//! Logging subsystem for Komuniti
//!
//! Thin initialization layer over the `tracing` stack. The engine itself
//! only emits events; installing a subscriber is the embedding
//! application's call, made at most once per process.

use tracing_subscriber::{fmt, layer::SubscriberExt, util::SubscriberInitExt, EnvFilter};

mod error;
mod level;

pub use error::LoggingError;
pub use level::LogLevel;

/// Configuration for the logging subsystem
#[derive(Debug, Clone, Default)]
pub struct LogConfig {
    /// Minimum level emitted when `RUST_LOG` is not set
    pub level: LogLevel,
    /// Include the emitting module path in each event
    pub with_target: bool,
    /// Emit newline-delimited JSON instead of human-readable lines
    pub json_format: bool,
}

impl LogConfig {
    pub fn new(level: LogLevel) -> Self {
        LogConfig {
            level,
            with_target: true,
            json_format: false,
        }
    }

    pub fn with_target(mut self, enabled: bool) -> Self {
        self.with_target = enabled;
        self
    }

    pub fn json_format(mut self, enabled: bool) -> Self {
        self.json_format = enabled;
        self
    }
}

/// Initialize logging with the default configuration.
pub fn init_logging() -> Result<(), LoggingError> {
    init_logging_with_config(LogConfig::new(LogLevel::default()))
}

/// Initialize logging with a custom configuration.
///
/// A `RUST_LOG` environment filter takes precedence over the configured
/// level. Fails if a global subscriber is already installed.
pub fn init_logging_with_config(config: LogConfig) -> Result<(), LoggingError> {
    let env_filter = EnvFilter::try_from_default_env()
        .unwrap_or_else(|_| EnvFilter::new(config.level.as_str()));

    let registry = tracing_subscriber::registry().with(env_filter);

    let result = if config.json_format {
        registry
            .with(fmt::layer().with_target(config.with_target).json())
            .try_init()
    } else {
        registry
            .with(fmt::layer().with_target(config.with_target))
            .try_init()
    };

    result.map_err(|err| LoggingError::InitializationFailed(err.to_string()))
}
//! A blocking mutex, built on top of [`keos::sync::SpinLock`] and the
//! thread park/unpark primitives.
//!
//! Every core component below (frame table, buffer cache) holds at least one
//! of these for longer than a spinlock's busy-wait budget allows, so the
//! mutex has to actually sleep the waiter rather than spin.

use alloc::collections::vec_deque::VecDeque;
use core::ops::{Deref, DerefMut};
use keos::{
    sync::{SpinLock, SpinLockGuard, WouldBlock},
    thread::{Current, ParkHandle},
};

/// A mutual exclusion primitive that parks contending threads instead of
/// spinning.
pub struct Mutex<T> {
    t: SpinLock<T>,
    waiters: SpinLock<VecDeque<ParkHandle>>,
}

unsafe impl<T: Send> Send for Mutex<T> {}
unsafe impl<T: Send> Sync for Mutex<T> {}

impl<T> Mutex<T> {
    /// Creates a new mutex in an unlocked state.
    pub const fn new(t: T) -> Mutex<T> {
        Mutex {
            t: SpinLock::new(t),
            waiters: SpinLock::new(VecDeque::new()),
        }
    }

    /// Acquires the mutex, blocking the current thread until it is free.
    pub fn lock(&self) -> MutexGuard<'_, T> {
        loop {
            if let Ok(guard) = self.t.try_lock() {
                return MutexGuard {
                    guard: Some(guard),
                    lock: self,
                };
            }
            Current::park_with(|handle| {
                let mut waiters = self.waiters.lock();
                waiters.push_back(handle);
                waiters.unlock();
            });
        }
    }

    /// Attempts to acquire the mutex without blocking.
    pub fn try_lock(&self) -> Result<MutexGuard<'_, T>, WouldBlock> {
        self.t.try_lock().map(|guard| MutexGuard {
            guard: Some(guard),
            lock: self,
        })
    }

    /// Consumes the mutex, returning the underlying data.
    pub fn into_inner(self) -> T
    where
        T: Sized,
    {
        self.t.into_inner()
    }
}

impl<T: Default> Default for Mutex<T> {
    fn default() -> Mutex<T> {
        Mutex::new(Default::default())
    }
}

/// A scoped lock guard for [`Mutex`]. Must be released with
/// [`MutexGuard::unlock`]; dropping it unreleased panics.
pub struct MutexGuard<'a, T: 'a> {
    guard: Option<SpinLockGuard<'a, T>>,
    lock: &'a Mutex<T>,
}

impl<T> !Send for MutexGuard<'_, T> {}
unsafe impl<T: Sync> Sync for MutexGuard<'_, T> {}

impl<T> Deref for MutexGuard<'_, T> {
    type Target = T;
    fn deref(&self) -> &T {
        self.guard.as_ref().unwrap()
    }
}

impl<T> DerefMut for MutexGuard<'_, T> {
    fn deref_mut(&mut self) -> &mut T {
        self.guard.as_mut().unwrap()
    }
}

impl<T> MutexGuard<'_, T> {
    /// Releases the mutex, waking one waiting thread if any is queued.
    pub fn unlock(mut self) {
        let lock = self.lock;
        self.guard.take().unwrap().unlock();
        let mut waiters = lock.waiters.lock();
        let next = waiters.pop_front();
        waiters.unlock();
        if let Some(handle) = next {
            handle.unpark();
        }
        core::mem::forget(self);
    }
}

impl<T> Drop for MutexGuard<'_, T> {
    fn drop(&mut self) {
        panic!("`.unlock()` must be explicitly called for MutexGuard.");
    }
}

#[cfg(test)]
mod tests {
    use super::*;
    use alloc::{sync::Arc, vec::Vec};
    use keos::{sync::atomic::AtomicUsize, thread::ThreadBuilder};

    pub fn concurrent_increments_are_serialized() {
        const THREADS: usize = 32;
        let counter = Arc::new(Mutex::new(0usize));
        let started = Arc::new(AtomicUsize::new(0));
        let handles: Vec<_> = (0..THREADS)
            .map(|_| {
                let counter = counter.clone();
                let started = started.clone();
                ThreadBuilder::new("mutex-smoke").spawn(move || {
                    started.fetch_add(1);
                    let mut guard = counter.lock();
                    *guard += 1;
                    guard.unlock();
                })
            })
            .collect();
        for h in handles {
            h.join();
        }
        let guard = counter.lock();
        assert_eq!(*guard, THREADS);
        guard.unlock();
    }

    pub fn try_lock_fails_while_held() {
        let mutex = Mutex::new(());
        let guard = mutex.lock();
        assert!(mutex.try_lock().is_err());
        guard.unlock();
        assert!(mutex.try_lock().is_ok());
    }
}
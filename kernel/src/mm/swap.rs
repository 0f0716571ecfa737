//! Swap store: a first-fit bitmap allocator over a dedicated swap block
//! device, used to park anonymous pages that the frame table has evicted.
//!
//! Swap I/O bypasses the buffer cache entirely — a swap slot is always
//! read or written in full, so there is nothing for a block cache to
//! coalesce.

use crate::sync::Mutex;
use abyss::dev::{BlockOps, Sector, get_bdev};
use keos::{KernelError, mm::Page};

/// Slot index of the swap block device, as registered with `abyss`. The
/// kernel image occupies slot 0 and the filesystem disk occupies slot 1;
/// the swap device is the next one.
const SWAP_DEVICE_SLOT: usize = 2;

/// Sectors per page-sized swap slot.
const SECTORS_PER_SLOT: usize = 4096 / 512;

/// An index into the swap bitmap identifying one page-sized slot.
#[derive(Debug, Clone, Copy, PartialEq, Eq)]
pub struct SwapSlot(pub usize);

/// The swap store: a bitmap of free/used page-sized slots over the swap
/// device.
pub struct SwapStore {
    // `true` means free.
    bitmap: alloc::vec::Vec<bool>,
}

impl SwapStore {
    /// Builds a swap store sized to the capacity of the swap block device.
    pub fn new() -> Self {
        let slots = get_bdev(SWAP_DEVICE_SLOT)
            .map(|dev| dev.block_cnt() / SECTORS_PER_SLOT)
            .unwrap_or(0);
        Self {
            bitmap: alloc::vec![true; slots],
        }
    }

    fn device(&self) -> &'static dyn BlockOps {
        get_bdev(SWAP_DEVICE_SLOT).expect("swap device not registered")
    }

    fn first_fit(&self) -> Option<usize> {
        self.bitmap.iter().position(|free| *free)
    }

    /// Writes `page`'s content to a freshly-allocated swap slot. Running out
    /// of swap space is fatal: a valid eviction must always be able to make
    /// progress, and there is no further fallback once swap itself is full.
    pub fn swap_out(&mut self, page: &Page) -> SwapSlot {
        let idx = self
            .first_fit()
            .expect("swap space exhausted: no free swap slot for eviction");
        self.bitmap[idx] = false;
        let dev = self.device();
        let base = idx * SECTORS_PER_SLOT;
        let content = page.inner();
        for i in 0..SECTORS_PER_SLOT {
            let mut buf = [0u8; 512];
            buf.copy_from_slice(&content[i * 512..(i + 1) * 512]);
            assert!(dev.write(Sector(base + i), &buf), "swap write failed");
        }
        SwapSlot(idx)
    }

    /// Reads a swap slot's content back into `page` and frees the slot. Per
    /// the original semantics, the page is considered dirty again after a
    /// swap-in, since its only copy was the one this call just overwrote in
    /// memory with data that previously required saving.
    pub fn swap_in(&mut self, slot: SwapSlot, page: &mut Page) -> Result<(), KernelError> {
        if self.bitmap.get(slot.0).copied() != Some(false) {
            return Err(KernelError::InvalidArgument);
        }
        let dev = self.device();
        let base = slot.0 * SECTORS_PER_SLOT;
        let content = page.inner_mut();
        for i in 0..SECTORS_PER_SLOT {
            let mut buf = [0u8; 512];
            assert!(dev.read(Sector(base + i), &mut buf), "swap read failed");
            content[i * 512..(i + 1) * 512].copy_from_slice(&buf);
        }
        self.bitmap[slot.0] = true;
        Ok(())
    }

    /// Frees a swap slot without reading it back, used when a process exits
    /// while one of its pages is still swapped out.
    pub fn invalidate(&mut self, slot: SwapSlot) {
        self.bitmap[slot.0] = true;
    }

    /// Number of free slots, exposed for tests that check the swap bitmap's
    /// free count is restored after a process exits.
    pub fn free_count(&self) -> usize {
        self.bitmap.iter().filter(|free| **free).count()
    }
}

impl Default for SwapStore {
    fn default() -> Self {
        Self::new()
    }
}

/// The system-wide swap store singleton.
pub static SWAP_STORE: Mutex<SwapStore> = Mutex::new(SwapStore { bitmap: alloc::vec::Vec::new() });

#[cfg(test)]
mod tests {
    use super::*;

    /// Builds a store with a bitmap of the given size, bypassing
    /// `SwapStore::new()`'s dependency on a registered swap device — the
    /// allocator logic itself doesn't touch the device until an actual
    /// swap-out/swap-in is attempted.
    fn bitmap_of(slots: usize) -> SwapStore {
        SwapStore {
            bitmap: alloc::vec![true; slots],
        }
    }

    pub fn first_fit_picks_lowest_free_slot() {
        let mut store = bitmap_of(4);
        assert_eq!(store.first_fit(), Some(0));
        store.bitmap[0] = false;
        assert_eq!(store.first_fit(), Some(1));
        store.bitmap[1] = false;
        store.bitmap[2] = false;
        assert_eq!(store.first_fit(), Some(3));
    }

    pub fn invalidate_and_swap_in_both_free_the_slot() {
        let mut store = bitmap_of(2);
        store.bitmap[0] = false;
        assert_eq!(store.free_count(), 1);
        store.invalidate(SwapSlot(0));
        assert_eq!(store.free_count(), 2);
    }

    pub fn swap_in_rejects_a_slot_that_was_never_allocated() {
        let mut store = bitmap_of(2);
        let mut page = Page::new();
        assert_eq!(store.swap_in(SwapSlot(0), &mut page), Err(KernelError::InvalidArgument));
    }

    pub fn free_count_tracks_every_allocation_and_release() {
        let mut store = bitmap_of(8);
        assert_eq!(store.free_count(), 8);
        for i in 0..8 {
            store.bitmap[i] = false;
        }
        assert_eq!(store.first_fit(), None);
        assert_eq!(store.free_count(), 0);
        store.invalidate(SwapSlot(3));
        assert_eq!(store.free_count(), 1);
        assert_eq!(store.first_fit(), Some(3));
    }
}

◆ **REQUIRED WORK**:
If a line above holds the word "space", copy it.

◆ **ANSWER AREA**:
    /// of swap space is fatal: a valid eviction must always be able to make
            .expect("swap space exhausted: no free swap slot for eviction");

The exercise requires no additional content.